### EXERCISE DIRECTIONS
Each line below that includes the word "total" is to be reported.

***** DATASET RECORDS *****

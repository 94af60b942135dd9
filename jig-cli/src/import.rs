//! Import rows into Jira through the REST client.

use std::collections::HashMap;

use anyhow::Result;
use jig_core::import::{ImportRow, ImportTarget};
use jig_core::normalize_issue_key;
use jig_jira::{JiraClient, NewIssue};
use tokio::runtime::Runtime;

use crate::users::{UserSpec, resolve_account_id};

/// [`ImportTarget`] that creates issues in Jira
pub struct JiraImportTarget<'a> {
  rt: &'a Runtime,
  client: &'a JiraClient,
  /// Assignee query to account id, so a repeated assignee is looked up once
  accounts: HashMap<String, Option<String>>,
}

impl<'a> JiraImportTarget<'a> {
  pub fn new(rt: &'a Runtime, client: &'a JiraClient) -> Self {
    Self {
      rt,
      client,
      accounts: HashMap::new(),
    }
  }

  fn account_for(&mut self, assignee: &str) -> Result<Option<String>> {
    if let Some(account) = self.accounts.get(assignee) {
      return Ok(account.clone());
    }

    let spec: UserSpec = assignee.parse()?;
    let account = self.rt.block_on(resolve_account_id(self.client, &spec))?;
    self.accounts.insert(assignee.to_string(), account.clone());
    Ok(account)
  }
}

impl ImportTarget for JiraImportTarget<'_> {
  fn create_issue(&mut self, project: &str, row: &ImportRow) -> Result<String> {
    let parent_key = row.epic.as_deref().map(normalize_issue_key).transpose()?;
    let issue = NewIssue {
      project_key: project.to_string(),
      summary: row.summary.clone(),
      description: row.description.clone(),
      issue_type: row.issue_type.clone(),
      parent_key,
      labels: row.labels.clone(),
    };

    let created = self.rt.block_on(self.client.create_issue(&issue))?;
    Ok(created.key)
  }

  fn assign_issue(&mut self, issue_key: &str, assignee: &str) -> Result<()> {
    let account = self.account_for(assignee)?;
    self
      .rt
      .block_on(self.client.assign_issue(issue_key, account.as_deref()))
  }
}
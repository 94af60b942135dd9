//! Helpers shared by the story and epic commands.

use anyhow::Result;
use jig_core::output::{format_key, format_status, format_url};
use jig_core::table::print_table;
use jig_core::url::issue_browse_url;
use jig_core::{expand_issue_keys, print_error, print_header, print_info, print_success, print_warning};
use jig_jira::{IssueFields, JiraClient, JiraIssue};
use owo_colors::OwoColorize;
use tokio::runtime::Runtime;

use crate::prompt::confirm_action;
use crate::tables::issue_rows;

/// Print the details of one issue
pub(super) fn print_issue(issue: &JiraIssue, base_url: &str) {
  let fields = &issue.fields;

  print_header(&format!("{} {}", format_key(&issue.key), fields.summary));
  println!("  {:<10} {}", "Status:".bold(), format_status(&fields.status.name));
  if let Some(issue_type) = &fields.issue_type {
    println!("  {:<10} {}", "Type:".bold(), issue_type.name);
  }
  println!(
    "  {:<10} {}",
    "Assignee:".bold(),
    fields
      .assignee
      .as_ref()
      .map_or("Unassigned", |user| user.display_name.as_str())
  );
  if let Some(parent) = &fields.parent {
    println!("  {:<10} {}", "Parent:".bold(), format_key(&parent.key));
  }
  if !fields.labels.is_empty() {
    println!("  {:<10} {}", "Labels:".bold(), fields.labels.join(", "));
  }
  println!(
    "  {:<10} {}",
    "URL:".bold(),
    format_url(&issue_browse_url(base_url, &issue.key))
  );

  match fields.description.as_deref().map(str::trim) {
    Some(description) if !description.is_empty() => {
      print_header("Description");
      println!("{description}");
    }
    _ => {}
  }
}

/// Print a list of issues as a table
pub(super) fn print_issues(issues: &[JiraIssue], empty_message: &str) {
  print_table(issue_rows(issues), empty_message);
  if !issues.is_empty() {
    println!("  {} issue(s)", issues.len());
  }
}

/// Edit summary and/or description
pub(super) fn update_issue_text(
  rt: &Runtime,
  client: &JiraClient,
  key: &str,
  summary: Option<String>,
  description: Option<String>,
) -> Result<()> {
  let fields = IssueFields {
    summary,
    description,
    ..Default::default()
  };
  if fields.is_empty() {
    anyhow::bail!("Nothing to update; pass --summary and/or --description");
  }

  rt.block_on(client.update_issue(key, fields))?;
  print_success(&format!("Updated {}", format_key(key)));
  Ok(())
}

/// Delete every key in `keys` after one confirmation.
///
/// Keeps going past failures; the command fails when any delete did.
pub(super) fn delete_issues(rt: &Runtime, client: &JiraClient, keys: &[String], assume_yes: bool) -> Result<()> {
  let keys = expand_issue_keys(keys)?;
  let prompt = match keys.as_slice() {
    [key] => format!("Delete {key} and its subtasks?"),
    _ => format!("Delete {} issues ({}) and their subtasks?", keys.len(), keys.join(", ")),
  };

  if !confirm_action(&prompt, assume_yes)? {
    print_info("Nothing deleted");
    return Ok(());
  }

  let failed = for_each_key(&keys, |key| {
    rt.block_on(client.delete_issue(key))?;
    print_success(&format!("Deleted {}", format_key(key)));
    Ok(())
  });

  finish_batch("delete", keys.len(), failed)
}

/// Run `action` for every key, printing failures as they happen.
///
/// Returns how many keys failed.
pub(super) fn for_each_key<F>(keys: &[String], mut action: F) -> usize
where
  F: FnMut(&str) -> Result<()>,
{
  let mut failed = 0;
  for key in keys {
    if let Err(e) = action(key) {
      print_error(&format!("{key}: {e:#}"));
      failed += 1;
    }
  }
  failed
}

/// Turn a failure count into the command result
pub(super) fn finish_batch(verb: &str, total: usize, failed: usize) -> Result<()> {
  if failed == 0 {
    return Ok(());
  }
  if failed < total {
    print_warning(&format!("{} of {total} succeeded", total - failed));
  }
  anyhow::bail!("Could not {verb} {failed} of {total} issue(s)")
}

*****

### SOLUTION FOR THIS PROBLEM
pub(super) fn finish_batch(verb: &str, total: usize, failed: usize) -> Result<()> {
  if failed < total {
    print_warning(&format!("{} of {total} succeeded", total - failed));
  anyhow::bail!("Could not {verb} {failed} of {total} issue(s)")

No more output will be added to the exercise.